**Exercise**
Every line below that contains the word "Description" must be copied.

**Collected data entries**
[Start of Attachment]
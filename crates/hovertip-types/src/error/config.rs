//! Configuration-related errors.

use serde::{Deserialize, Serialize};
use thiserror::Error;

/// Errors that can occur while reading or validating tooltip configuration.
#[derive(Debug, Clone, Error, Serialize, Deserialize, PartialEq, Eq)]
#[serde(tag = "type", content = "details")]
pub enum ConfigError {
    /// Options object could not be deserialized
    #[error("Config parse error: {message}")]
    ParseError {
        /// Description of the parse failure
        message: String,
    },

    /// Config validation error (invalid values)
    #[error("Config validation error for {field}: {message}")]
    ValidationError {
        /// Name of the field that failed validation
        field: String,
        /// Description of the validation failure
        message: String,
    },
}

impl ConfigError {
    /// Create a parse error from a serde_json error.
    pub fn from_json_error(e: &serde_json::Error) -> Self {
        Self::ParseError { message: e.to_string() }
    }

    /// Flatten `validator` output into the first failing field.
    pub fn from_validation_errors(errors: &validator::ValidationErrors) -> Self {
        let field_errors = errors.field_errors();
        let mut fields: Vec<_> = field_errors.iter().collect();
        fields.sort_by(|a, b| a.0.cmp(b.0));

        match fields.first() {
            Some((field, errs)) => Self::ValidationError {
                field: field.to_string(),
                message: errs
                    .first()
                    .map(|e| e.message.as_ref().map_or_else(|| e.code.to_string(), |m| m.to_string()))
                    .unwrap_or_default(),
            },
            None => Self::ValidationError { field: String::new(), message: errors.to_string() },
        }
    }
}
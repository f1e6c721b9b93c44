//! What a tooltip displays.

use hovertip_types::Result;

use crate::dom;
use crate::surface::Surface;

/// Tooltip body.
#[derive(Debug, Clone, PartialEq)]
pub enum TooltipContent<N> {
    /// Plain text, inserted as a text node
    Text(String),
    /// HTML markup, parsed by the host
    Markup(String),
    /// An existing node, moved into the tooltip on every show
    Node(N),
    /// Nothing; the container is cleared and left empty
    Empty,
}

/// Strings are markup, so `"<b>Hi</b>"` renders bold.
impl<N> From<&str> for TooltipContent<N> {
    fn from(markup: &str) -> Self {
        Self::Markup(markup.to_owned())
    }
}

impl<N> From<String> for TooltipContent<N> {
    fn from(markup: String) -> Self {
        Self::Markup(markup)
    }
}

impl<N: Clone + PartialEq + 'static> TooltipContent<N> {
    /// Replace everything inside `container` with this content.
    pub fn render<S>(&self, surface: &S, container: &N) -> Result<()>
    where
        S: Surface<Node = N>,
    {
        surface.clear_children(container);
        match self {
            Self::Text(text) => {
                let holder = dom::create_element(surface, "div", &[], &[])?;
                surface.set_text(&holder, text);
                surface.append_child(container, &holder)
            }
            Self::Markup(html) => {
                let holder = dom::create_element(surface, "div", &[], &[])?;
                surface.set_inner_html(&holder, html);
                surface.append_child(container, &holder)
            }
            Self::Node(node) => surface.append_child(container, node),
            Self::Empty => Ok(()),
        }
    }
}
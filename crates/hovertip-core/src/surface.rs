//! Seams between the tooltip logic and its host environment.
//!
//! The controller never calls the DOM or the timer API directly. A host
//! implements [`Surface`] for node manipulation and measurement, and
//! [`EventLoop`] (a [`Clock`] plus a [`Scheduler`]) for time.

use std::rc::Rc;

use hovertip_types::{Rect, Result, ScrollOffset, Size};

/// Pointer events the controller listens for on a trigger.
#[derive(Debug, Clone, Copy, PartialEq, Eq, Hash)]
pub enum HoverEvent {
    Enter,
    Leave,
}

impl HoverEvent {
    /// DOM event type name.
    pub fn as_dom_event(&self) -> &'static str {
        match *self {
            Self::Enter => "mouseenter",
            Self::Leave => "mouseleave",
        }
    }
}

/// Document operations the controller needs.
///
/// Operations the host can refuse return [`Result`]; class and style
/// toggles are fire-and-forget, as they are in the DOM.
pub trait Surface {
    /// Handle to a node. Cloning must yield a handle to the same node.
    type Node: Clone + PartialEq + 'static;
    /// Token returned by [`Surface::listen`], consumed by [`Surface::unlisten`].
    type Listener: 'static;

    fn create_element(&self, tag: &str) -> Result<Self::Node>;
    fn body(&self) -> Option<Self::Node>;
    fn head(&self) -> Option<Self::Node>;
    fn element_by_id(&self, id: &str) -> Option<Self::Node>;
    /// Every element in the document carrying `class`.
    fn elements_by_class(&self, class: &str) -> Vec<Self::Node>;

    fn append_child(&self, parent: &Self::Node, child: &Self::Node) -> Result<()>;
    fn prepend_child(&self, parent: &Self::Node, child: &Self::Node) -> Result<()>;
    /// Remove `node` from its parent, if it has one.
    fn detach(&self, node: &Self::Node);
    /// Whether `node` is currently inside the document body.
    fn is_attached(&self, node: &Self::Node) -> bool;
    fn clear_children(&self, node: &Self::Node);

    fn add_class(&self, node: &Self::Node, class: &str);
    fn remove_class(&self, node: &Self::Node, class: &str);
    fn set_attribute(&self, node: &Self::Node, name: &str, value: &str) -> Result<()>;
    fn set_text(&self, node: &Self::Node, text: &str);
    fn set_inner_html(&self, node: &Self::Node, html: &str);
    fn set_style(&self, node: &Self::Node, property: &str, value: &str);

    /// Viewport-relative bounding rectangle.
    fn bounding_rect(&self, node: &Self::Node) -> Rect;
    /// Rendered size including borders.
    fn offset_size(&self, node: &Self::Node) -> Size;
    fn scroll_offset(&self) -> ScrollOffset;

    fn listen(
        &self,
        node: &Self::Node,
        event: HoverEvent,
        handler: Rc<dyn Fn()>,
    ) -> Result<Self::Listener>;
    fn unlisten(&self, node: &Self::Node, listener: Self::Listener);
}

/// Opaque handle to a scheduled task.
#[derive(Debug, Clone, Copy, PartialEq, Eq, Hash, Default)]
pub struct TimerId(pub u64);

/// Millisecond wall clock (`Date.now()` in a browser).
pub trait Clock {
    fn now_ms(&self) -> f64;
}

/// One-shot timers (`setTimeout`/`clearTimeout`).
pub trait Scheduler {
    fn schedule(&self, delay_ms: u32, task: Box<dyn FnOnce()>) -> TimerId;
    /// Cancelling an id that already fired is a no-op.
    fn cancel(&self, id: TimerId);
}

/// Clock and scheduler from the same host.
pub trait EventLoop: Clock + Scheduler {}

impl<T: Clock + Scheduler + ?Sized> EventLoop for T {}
[End of Attachment]
**Task output**
        /// Description of the parse failure
        /// Description of the validation failure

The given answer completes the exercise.